┏━━
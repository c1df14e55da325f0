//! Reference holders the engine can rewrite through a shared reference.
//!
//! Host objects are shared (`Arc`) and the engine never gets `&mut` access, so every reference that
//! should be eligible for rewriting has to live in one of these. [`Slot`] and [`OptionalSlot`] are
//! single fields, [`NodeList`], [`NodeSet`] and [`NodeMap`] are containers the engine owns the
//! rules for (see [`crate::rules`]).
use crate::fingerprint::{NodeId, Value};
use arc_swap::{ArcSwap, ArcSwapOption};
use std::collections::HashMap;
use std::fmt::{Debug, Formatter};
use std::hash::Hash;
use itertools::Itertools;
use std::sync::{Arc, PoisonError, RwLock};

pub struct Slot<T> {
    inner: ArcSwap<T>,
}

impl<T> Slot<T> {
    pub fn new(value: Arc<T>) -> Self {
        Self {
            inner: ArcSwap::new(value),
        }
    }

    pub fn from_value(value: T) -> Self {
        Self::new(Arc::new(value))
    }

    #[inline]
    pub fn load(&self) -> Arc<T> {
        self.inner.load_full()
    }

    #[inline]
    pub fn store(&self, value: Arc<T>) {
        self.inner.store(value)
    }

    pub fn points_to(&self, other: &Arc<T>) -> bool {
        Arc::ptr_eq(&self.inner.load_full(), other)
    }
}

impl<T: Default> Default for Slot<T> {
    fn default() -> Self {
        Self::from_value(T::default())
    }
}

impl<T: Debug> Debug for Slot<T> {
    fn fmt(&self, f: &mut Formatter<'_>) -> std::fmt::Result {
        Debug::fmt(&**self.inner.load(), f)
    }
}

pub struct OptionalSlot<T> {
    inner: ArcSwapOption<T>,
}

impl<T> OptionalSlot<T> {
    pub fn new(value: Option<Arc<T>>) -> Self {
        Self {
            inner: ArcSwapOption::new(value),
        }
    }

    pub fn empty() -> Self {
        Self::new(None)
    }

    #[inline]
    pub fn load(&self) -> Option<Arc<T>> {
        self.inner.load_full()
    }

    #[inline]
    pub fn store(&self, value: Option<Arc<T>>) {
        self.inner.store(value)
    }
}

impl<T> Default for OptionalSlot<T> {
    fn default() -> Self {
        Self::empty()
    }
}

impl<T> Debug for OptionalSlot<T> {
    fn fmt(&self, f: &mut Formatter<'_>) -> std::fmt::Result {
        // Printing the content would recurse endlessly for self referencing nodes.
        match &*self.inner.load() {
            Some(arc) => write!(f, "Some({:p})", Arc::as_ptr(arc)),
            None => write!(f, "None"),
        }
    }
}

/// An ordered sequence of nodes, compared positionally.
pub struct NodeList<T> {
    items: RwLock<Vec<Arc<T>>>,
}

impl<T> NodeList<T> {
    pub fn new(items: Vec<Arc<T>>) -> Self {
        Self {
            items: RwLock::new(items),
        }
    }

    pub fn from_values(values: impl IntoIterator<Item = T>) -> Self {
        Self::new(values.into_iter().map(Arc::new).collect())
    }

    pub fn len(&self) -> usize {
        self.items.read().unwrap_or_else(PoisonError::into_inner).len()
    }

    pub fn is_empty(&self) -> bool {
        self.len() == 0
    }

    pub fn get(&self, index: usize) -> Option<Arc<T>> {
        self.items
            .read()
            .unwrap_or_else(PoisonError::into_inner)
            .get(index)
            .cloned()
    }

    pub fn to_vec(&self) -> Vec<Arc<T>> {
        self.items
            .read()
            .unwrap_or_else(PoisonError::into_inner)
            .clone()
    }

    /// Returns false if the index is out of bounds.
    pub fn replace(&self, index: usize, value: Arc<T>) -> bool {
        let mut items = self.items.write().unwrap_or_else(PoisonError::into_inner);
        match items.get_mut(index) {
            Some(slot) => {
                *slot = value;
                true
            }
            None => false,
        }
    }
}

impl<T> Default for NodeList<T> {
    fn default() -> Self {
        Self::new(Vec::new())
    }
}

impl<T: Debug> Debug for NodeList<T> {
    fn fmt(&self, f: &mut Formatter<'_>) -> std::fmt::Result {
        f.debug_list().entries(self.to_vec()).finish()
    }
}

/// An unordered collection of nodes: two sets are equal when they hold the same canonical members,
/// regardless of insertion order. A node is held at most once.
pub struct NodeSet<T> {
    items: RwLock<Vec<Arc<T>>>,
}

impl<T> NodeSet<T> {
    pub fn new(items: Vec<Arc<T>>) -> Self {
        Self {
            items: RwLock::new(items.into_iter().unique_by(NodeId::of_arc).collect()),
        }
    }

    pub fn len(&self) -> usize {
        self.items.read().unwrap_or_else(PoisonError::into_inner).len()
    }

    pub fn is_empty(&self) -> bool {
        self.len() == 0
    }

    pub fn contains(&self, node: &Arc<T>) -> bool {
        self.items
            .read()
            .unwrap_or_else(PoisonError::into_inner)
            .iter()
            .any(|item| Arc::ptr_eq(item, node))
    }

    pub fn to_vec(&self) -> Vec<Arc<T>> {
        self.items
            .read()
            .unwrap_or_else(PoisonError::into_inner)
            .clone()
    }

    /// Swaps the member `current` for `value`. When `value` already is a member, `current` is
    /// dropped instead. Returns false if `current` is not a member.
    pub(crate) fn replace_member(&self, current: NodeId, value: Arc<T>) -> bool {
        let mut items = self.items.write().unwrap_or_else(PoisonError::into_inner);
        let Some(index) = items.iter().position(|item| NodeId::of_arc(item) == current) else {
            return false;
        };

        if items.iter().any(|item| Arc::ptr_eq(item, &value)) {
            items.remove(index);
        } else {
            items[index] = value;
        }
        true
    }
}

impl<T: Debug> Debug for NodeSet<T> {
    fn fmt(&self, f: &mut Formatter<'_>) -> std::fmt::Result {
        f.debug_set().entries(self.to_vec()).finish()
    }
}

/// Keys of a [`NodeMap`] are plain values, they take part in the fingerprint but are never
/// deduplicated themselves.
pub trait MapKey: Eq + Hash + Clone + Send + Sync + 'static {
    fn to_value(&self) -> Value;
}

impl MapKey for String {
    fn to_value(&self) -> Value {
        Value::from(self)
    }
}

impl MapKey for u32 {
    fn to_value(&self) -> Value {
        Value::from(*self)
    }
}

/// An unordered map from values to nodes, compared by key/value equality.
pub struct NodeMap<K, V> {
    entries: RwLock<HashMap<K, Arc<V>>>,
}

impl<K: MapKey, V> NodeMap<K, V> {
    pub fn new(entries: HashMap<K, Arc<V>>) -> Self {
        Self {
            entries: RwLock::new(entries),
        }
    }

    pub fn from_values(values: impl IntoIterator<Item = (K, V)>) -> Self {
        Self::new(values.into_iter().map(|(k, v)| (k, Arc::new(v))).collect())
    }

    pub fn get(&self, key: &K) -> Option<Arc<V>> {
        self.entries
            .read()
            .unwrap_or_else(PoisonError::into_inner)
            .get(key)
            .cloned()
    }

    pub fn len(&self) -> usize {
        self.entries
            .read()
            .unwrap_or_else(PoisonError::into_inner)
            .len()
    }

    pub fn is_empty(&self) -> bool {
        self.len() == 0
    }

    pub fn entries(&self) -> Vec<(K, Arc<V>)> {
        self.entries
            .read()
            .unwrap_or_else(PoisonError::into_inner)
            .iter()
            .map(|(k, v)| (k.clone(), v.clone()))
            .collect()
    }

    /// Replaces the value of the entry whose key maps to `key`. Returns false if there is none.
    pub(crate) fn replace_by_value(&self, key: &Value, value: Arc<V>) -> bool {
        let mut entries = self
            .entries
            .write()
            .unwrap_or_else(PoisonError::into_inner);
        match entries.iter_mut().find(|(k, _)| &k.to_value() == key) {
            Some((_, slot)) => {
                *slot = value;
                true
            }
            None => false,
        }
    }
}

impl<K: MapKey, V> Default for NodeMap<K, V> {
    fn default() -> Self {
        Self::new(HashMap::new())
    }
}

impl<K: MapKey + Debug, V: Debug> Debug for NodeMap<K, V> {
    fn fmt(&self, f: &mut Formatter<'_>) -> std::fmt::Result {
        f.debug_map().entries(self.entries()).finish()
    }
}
┗━━
┏━━
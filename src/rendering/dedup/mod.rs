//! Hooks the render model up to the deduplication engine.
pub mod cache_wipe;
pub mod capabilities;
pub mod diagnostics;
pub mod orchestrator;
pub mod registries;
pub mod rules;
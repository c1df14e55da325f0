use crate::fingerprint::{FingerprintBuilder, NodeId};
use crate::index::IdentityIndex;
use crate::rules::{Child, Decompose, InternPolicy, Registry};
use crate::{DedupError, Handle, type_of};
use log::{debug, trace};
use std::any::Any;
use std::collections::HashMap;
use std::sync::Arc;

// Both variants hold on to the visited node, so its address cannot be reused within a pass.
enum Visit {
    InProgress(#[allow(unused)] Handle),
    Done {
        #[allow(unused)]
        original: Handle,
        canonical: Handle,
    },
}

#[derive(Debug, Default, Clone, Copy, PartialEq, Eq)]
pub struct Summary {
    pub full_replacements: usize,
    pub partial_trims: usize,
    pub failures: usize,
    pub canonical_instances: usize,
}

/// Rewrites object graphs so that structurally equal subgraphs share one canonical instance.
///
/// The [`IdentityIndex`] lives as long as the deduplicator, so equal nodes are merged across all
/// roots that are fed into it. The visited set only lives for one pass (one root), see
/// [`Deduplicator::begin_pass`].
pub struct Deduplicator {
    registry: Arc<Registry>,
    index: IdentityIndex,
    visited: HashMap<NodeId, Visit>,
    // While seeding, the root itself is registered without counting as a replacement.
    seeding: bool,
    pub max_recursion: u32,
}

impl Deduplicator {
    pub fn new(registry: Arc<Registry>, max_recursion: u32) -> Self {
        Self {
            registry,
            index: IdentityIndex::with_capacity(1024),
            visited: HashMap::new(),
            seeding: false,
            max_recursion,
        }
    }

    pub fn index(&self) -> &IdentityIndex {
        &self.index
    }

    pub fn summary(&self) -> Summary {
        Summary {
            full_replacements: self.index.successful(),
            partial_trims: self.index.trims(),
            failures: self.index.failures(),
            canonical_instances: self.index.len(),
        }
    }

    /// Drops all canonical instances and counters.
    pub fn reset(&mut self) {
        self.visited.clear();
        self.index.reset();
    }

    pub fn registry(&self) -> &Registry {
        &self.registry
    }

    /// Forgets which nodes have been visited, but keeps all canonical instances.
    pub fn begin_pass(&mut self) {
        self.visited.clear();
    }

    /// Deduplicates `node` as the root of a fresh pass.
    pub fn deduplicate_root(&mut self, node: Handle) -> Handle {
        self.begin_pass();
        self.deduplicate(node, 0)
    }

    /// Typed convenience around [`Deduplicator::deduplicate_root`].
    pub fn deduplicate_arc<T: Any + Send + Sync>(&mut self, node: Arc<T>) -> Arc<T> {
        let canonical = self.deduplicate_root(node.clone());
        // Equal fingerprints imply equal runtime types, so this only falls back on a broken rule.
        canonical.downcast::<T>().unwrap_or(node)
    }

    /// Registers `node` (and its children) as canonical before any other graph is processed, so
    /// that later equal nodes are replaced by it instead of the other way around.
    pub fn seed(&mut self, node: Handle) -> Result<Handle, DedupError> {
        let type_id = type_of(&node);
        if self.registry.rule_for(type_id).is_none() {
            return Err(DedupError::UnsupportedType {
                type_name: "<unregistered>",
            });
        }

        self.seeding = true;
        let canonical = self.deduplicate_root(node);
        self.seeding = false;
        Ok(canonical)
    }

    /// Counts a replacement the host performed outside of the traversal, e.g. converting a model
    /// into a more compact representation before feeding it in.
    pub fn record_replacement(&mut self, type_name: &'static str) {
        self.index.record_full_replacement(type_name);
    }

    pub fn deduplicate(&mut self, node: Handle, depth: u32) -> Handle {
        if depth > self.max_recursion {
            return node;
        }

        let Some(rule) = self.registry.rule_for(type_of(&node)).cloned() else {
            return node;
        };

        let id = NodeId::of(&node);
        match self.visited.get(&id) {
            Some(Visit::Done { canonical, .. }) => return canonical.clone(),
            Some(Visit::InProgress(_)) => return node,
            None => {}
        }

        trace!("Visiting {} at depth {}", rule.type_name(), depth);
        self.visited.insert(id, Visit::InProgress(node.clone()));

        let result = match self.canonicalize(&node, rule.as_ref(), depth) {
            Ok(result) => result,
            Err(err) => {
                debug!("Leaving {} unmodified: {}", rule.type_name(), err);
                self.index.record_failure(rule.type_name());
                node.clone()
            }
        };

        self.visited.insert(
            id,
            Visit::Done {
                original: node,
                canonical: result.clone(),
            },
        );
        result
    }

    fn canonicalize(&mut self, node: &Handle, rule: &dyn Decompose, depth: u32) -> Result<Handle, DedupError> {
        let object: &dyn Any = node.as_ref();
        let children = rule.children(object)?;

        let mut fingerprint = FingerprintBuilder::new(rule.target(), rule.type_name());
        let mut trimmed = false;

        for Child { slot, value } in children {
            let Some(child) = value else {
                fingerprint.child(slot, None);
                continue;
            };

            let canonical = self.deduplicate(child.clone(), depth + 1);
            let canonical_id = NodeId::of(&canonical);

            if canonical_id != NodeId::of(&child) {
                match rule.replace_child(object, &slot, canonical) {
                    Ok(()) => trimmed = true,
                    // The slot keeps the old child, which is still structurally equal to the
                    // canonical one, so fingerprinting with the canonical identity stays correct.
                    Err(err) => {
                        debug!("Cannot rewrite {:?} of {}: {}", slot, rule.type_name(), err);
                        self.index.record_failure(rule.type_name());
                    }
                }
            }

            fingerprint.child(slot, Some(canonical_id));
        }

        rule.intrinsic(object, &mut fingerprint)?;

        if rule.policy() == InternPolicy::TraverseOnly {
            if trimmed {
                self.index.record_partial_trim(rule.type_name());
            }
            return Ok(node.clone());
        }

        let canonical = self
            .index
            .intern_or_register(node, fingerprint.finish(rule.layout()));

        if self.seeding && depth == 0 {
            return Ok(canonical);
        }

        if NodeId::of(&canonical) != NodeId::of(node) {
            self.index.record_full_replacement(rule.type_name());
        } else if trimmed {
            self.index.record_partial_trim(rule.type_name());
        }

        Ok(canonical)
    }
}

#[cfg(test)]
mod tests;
┗━━
Your task is to copy each line from the material above that includes the word "around".

    /// Typed convenience around [`Deduplicator::deduplicate_root`].
    /// that later equal nodes are replaced by it instead of the other way around.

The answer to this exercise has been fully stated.